▶ Task goal:
Send back all of the records, each one exactly as written.

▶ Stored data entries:
--- --- ---
//! # Run Configuration
//!
//! Everything a run needs besides the results themselves: which analyses and
//! reports to process, output units, the named-selection folder used for
//! results scoping, and where the CSV files go.
//!
//! Stored as versioned JSON. Command-line flags override individual fields
//! after loading; [`RunConfig::validate`] is called again afterwards.
//!
//! ## Example
//!
//! ```rust
//! use post_core::config::RunConfig;
//!
//! let config: RunConfig = serde_json::from_str(r#"{
//!     "version": "0.1.0",
//!     "units": { "length": "mm", "force": "N" }
//! }"#).unwrap();
//!
//! assert_eq!(config.named_selection_folder, "Results Scoping");
//! assert_eq!(config.random_vibration_sigma, 3.0);
//! assert!(config.validate().is_ok());
//! ```

use std::path::{Path, PathBuf};

use serde::{Deserialize, Serialize};
use tracing::debug;

use crate::calculations::StressConvention;
use crate::errors::{PostError, PostResult};
use crate::file_io::{read_json, validate_version, write_atomic, SCHEMA_VERSION};
use crate::time_scoping::AnalysisKind;
use crate::units::UnitSystem;

/// Default named-selection folder used for results scoping
pub const DEFAULT_SCOPING_FOLDER: &str = "Results Scoping";

/// Default sigma level applied to random vibration results
pub const DEFAULT_SIGMA: f64 = 3.0;

/// A CSV report produced by a run.
#[derive(Debug, Clone, Copy, PartialEq, Eq, Hash, PartialOrd, Ord, Serialize, Deserialize)]
#[serde(rename_all = "snake_case")]
pub enum Report {
    BeamStress,
    JointReactions,
    BeamProbes,
    BoltSummary,
    SurfaceReactions,
    MaxEquivalentStress,
    MaxTotalDeformation,
    MaxDirectionalDeformation,
    MaxDirectionalVelocity,
    ContactPressure,
}

impl Report {
    /// Reports written when the configuration selects none
    pub const STANDARD: [Report; 7] = [
        Report::BeamStress,
        Report::JointReactions,
        Report::BeamProbes,
        Report::BoltSummary,
        Report::SurfaceReactions,
        Report::MaxEquivalentStress,
        Report::MaxTotalDeformation,
    ];

    pub const ALL: [Report; 10] = [
        Report::BeamStress,
        Report::JointReactions,
        Report::BeamProbes,
        Report::BoltSummary,
        Report::SurfaceReactions,
        Report::MaxEquivalentStress,
        Report::MaxTotalDeformation,
        Report::MaxDirectionalDeformation,
        Report::MaxDirectionalVelocity,
        Report::ContactPressure,
    ];

    /// Report name used in the CSV file name
    pub fn file_stem(&self) -> &'static str {
        match self {
            Report::BeamStress => "Beam_Stress_Resultants",
            Report::JointReactions => "Joint_Reactions",
            Report::BeamProbes => "Beam_Probe_Results_All_Times",
            Report::BoltSummary => "Bolt_Results",
            Report::SurfaceReactions => "Surface_Reaction_Forces",
            Report::MaxEquivalentStress => "Max_Eqv_Stress",
            Report::MaxTotalDeformation => "Max_Total_Displacement",
            Report::MaxDirectionalDeformation => "Max_Directional_Deformation",
            Report::MaxDirectionalVelocity => "Max_Directional_Velocity",
            Report::ContactPressure => "Contact_Pressure",
        }
    }

    /// Whether the file name carries the `type=` segment
    pub fn names_analysis_kind(&self) -> bool {
        !matches!(self, Report::BeamProbes | Report::BoltSummary)
    }
}

/// Prestress analysis and the linear dynamics analyses that use it.
#[derive(Debug, Clone, PartialEq, Serialize, Deserialize)]
pub struct PrestressConfig {
    pub base: String,
    pub children: Vec<String>,
}

#[derive(Debug, Clone, PartialEq, Serialize, Deserialize)]
pub struct RunConfig {
    pub version: String,

    /// Analyses to process by name; empty means every analysis in the archive
    #[serde(default)]
    pub analyses: Vec<String>,

    /// Reports to write; empty means [`Report::STANDARD`]
    #[serde(default)]
    pub reports: Vec<Report>,

    /// Output length and force units
    #[serde(default)]
    pub units: UnitSystem,

    #[serde(default = "default_folder")]
    pub named_selection_folder: String,

    /// Coordinate system whose origin is the moment summation point and
    /// in which contact node coordinates are reported
    #[serde(default)]
    pub coordinate_system: Option<String>,

    /// Contact regions for the contact pressure report; empty means all
    #[serde(default)]
    pub contacts: Vec<String>,

    #[serde(default = "default_sigma")]
    pub random_vibration_sigma: f64,

    /// Evaluate only the last result set of static analyses
    #[serde(default)]
    pub static_last_time_only: bool,

    #[serde(default)]
    pub convention: StressConvention,

    #[serde(default = "default_output_dir")]
    pub output_dir: PathBuf,

    /// Mean/alternating stress summary, written when present
    #[serde(default)]
    pub prestress: Option<PrestressConfig>,
}

fn default_folder() -> String {
    DEFAULT_SCOPING_FOLDER.to_string()
}

fn default_sigma() -> f64 {
    DEFAULT_SIGMA
}

fn default_output_dir() -> PathBuf {
    PathBuf::from(".")
}

impl Default for RunConfig {
    fn default() -> Self {
        RunConfig {
            version: SCHEMA_VERSION.to_string(),
            analyses: Vec::new(),
            reports: Vec::new(),
            units: UnitSystem::default(),
            named_selection_folder: default_folder(),
            coordinate_system: None,
            contacts: Vec::new(),
            random_vibration_sigma: DEFAULT_SIGMA,
            static_last_time_only: false,
            convention: StressConvention::default(),
            output_dir: default_output_dir(),
            prestress: None,
        }
    }
}

impl RunConfig {
    /// Load and validate a configuration file.
    pub fn load(path: &Path) -> PostResult<Self> {
        let config: RunConfig = read_json(path)?;
        validate_version(&config.version)?;
        config.validate()?;
        debug!(path = %path.display(), "loaded run configuration");
        Ok(config)
    }

    pub fn save(&self, path: &Path) -> PostResult<()> {
        let json = serde_json::to_string_pretty(self)?;
        write_atomic(path, json.as_bytes())
    }

    pub fn validate(&self) -> PostResult<()> {
        self.units.validate()?;
        if !self.random_vibration_sigma.is_finite() || self.random_vibration_sigma <= 0.0 {
            return Err(PostError::invalid_input(
                "random_vibration_sigma",
                self.random_vibration_sigma.to_string(),
                "Sigma level must be positive",
            ));
        }
        if self.named_selection_folder.trim().is_empty() {
            return Err(PostError::invalid_input(
                "named_selection_folder",
                "",
                "Folder name cannot be empty",
            ));
        }
        if let Some(prestress) = &self.prestress {
            if prestress.children.iter().any(|c| c == &prestress.base) {
                return Err(PostError::invalid_input(
                    "prestress.children",
                    prestress.base.clone(),
                    "The prestress analysis cannot be its own child",
                ));
            }
        }
        Ok(())
    }

    /// Reports selected for the run, in a fixed order
    pub fn selected_reports(&self) -> Vec<Report> {
        if self.reports.is_empty() {
            return Report::STANDARD.to_vec();
        }
        let mut reports = self.reports.clone();
        reports.sort();
        reports.dedup();
        reports
    }

    /// Scale applied to peak values: sigma for random vibration, 1 otherwise.
    pub fn result_scale(&self, kind: AnalysisKind) -> f64 {
        if kind.is_random_vibration() {
            self.random_vibration_sigma
        } else {
            1.0
        }
    }

    /// Scale applied to element nodal forces to turn them into reactions.
    pub fn reaction_scale(&self, kind: AnalysisKind) -> f64 {
        -self.result_scale(kind)
    }
}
--- --- ---
▶ Answer area:
//! # Run Configuration
//!
//! Everything a run needs besides the results themselves: which analyses and
//! reports to process, output units, the named-selection folder used for
//! results scoping, and where the CSV files go.
//!
//! Stored as versioned JSON. Command-line flags override individual fields
//! after loading; [`RunConfig::validate`] is called again afterwards.
//!
//! ## Example
//!
//! ```rust
//! use post_core::config::RunConfig;
//!
//! let config: RunConfig = serde_json::from_str(r#"{
//!     "version": "0.1.0",
//!     "units": { "length": "mm", "force": "N" }
//! }"#).unwrap();
//!
//! assert_eq!(config.named_selection_folder, "Results Scoping");
//! assert_eq!(config.random_vibration_sigma, 3.0);
//! assert!(config.validate().is_ok());
//! ```

use std::path::{Path, PathBuf};

use serde::{Deserialize, Serialize};
use tracing::debug;

use crate::calculations::StressConvention;
use crate::errors::{PostError, PostResult};
use crate::file_io::{read_json, validate_version, write_atomic, SCHEMA_VERSION};
use crate::time_scoping::AnalysisKind;
use crate::units::UnitSystem;

/// Default named-selection folder used for results scoping
pub const DEFAULT_SCOPING_FOLDER: &str = "Results Scoping";

/// Default sigma level applied to random vibration results
pub const DEFAULT_SIGMA: f64 = 3.0;

/// A CSV report produced by a run.
#[derive(Debug, Clone, Copy, PartialEq, Eq, Hash, PartialOrd, Ord, Serialize, Deserialize)]
#[serde(rename_all = "snake_case")]
pub enum Report {
    BeamStress,
    JointReactions,
    BeamProbes,
    BoltSummary,
    SurfaceReactions,
    MaxEquivalentStress,
    MaxTotalDeformation,
    MaxDirectionalDeformation,
    MaxDirectionalVelocity,
    ContactPressure,
}

impl Report {
    /// Reports written when the configuration selects none
    pub const STANDARD: [Report; 7] = [
        Report::BeamStress,
        Report::JointReactions,
        Report::BeamProbes,
        Report::BoltSummary,
        Report::SurfaceReactions,
        Report::MaxEquivalentStress,
        Report::MaxTotalDeformation,
    ];

    pub const ALL: [Report; 10] = [
        Report::BeamStress,
        Report::JointReactions,
        Report::BeamProbes,
        Report::BoltSummary,
        Report::SurfaceReactions,
        Report::MaxEquivalentStress,
        Report::MaxTotalDeformation,
        Report::MaxDirectionalDeformation,
        Report::MaxDirectionalVelocity,
        Report::ContactPressure,
    ];

    /// Report name used in the CSV file name
    pub fn file_stem(&self) -> &'static str {
        match self {
            Report::BeamStress => "Beam_Stress_Resultants",
            Report::JointReactions => "Joint_Reactions",
            Report::BeamProbes => "Beam_Probe_Results_All_Times",
            Report::BoltSummary => "Bolt_Results",
            Report::SurfaceReactions => "Surface_Reaction_Forces",
            Report::MaxEquivalentStress => "Max_Eqv_Stress",
            Report::MaxTotalDeformation => "Max_Total_Displacement",
            Report::MaxDirectionalDeformation => "Max_Directional_Deformation",
            Report::MaxDirectionalVelocity => "Max_Directional_Velocity",
            Report::ContactPressure => "Contact_Pressure",
        }
    }

    /// Whether the file name carries the `type=` segment
    pub fn names_analysis_kind(&self) -> bool {
        !matches!(self, Report::BeamProbes | Report::BoltSummary)
    }
}

/// Prestress analysis and the linear dynamics analyses that use it.
#[derive(Debug, Clone, PartialEq, Serialize, Deserialize)]
pub struct PrestressConfig {
    pub base: String,
    pub children: Vec<String>,
}

#[derive(Debug, Clone, PartialEq, Serialize, Deserialize)]
pub struct RunConfig {
    pub version: String,

    /// Analyses to process by name; empty means every analysis in the archive
    #[serde(default)]
    pub analyses: Vec<String>,

    /// Reports to write; empty means [`Report::STANDARD`]
    #[serde(default)]
    pub reports: Vec<Report>,

    /// Output length and force units
    #[serde(default)]
    pub units: UnitSystem,

    #[serde(default = "default_folder")]
    pub named_selection_folder: String,

    /// Coordinate system whose origin is the moment summation point and
    /// in which contact node coordinates are reported
    #[serde(default)]
    pub coordinate_system: Option<String>,

    /// Contact regions for the contact pressure report; empty means all
    #[serde(default)]
    pub contacts: Vec<String>,

    #[serde(default = "default_sigma")]
    pub random_vibration_sigma: f64,

    /// Evaluate only the last result set of static analyses
    #[serde(default)]
    pub static_last_time_only: bool,

    #[serde(default)]
    pub convention: StressConvention,

    #[serde(default = "default_output_dir")]
    pub output_dir: PathBuf,

    /// Mean/alternating stress summary, written when present
    #[serde(default)]
    pub prestress: Option<PrestressConfig>,
}

fn default_folder() -> String {
    DEFAULT_SCOPING_FOLDER.to_string()
}

fn default_sigma() -> f64 {
    DEFAULT_SIGMA
}

fn default_output_dir() -> PathBuf {
    PathBuf::from(".")
}

impl Default for RunConfig {
    fn default() -> Self {
        RunConfig {
            version: SCHEMA_VERSION.to_string(),
            analyses: Vec::new(),
            reports: Vec::new(),
            units: UnitSystem::default(),
            named_selection_folder: default_folder(),
            coordinate_system: None,
            contacts: Vec::new(),
            random_vibration_sigma: DEFAULT_SIGMA,
            static_last_time_only: false,
            convention: StressConvention::default(),
            output_dir: default_output_dir(),
            prestress: None,
        }
    }
}

impl RunConfig {
    /// Load and validate a configuration file.
    pub fn load(path: &Path) -> PostResult<Self> {
        let config: RunConfig = read_json(path)?;
        validate_version(&config.version)?;
        config.validate()?;
        debug!(path = %path.display(), "loaded run configuration");
        Ok(config)
    }

    pub fn save(&self, path: &Path) -> PostResult<()> {
        let json = serde_json::to_string_pretty(self)?;
        write_atomic(path, json.as_bytes())
    }

    pub fn validate(&self) -> PostResult<()> {
        self.units.validate()?;
        if !self.random_vibration_sigma.is_finite() || self.random_vibration_sigma <= 0.0 {
            return Err(PostError::invalid_input(
                "random_vibration_sigma",
                self.random_vibration_sigma.to_string(),
                "Sigma level must be positive",
            ));
        }
        if self.named_selection_folder.trim().is_empty() {
            return Err(PostError::invalid_input(
                "named_selection_folder",
                "",
                "Folder name cannot be empty",
            ));
        }
        if let Some(prestress) = &self.prestress {
            if prestress.children.iter().any(|c| c == &prestress.base) {
                return Err(PostError::invalid_input(
                    "prestress.children",
                    prestress.base.clone(),
                    "The prestress analysis cannot be its own child",
                ));
            }
        }
        Ok(())
    }

    /// Reports selected for the run, in a fixed order
    pub fn selected_reports(&self) -> Vec<Report> {
        if self.reports.is_empty() {
            return Report::STANDARD.to_vec();
        }
        let mut reports = self.reports.clone();
        reports.sort();
        reports.dedup();
        reports
    }

    /// Scale applied to peak values: sigma for random vibration, 1 otherwise.
    pub fn result_scale(&self, kind: AnalysisKind) -> f64 {
        if kind.is_random_vibration() {
            self.random_vibration_sigma
        } else {
            1.0
        }
    }

    /// Scale applied to element nodal forces to turn them into reactions.
    pub fn reaction_scale(&self, kind: AnalysisKind) -> f64 {
        -self.result_scale(kind)
    }
}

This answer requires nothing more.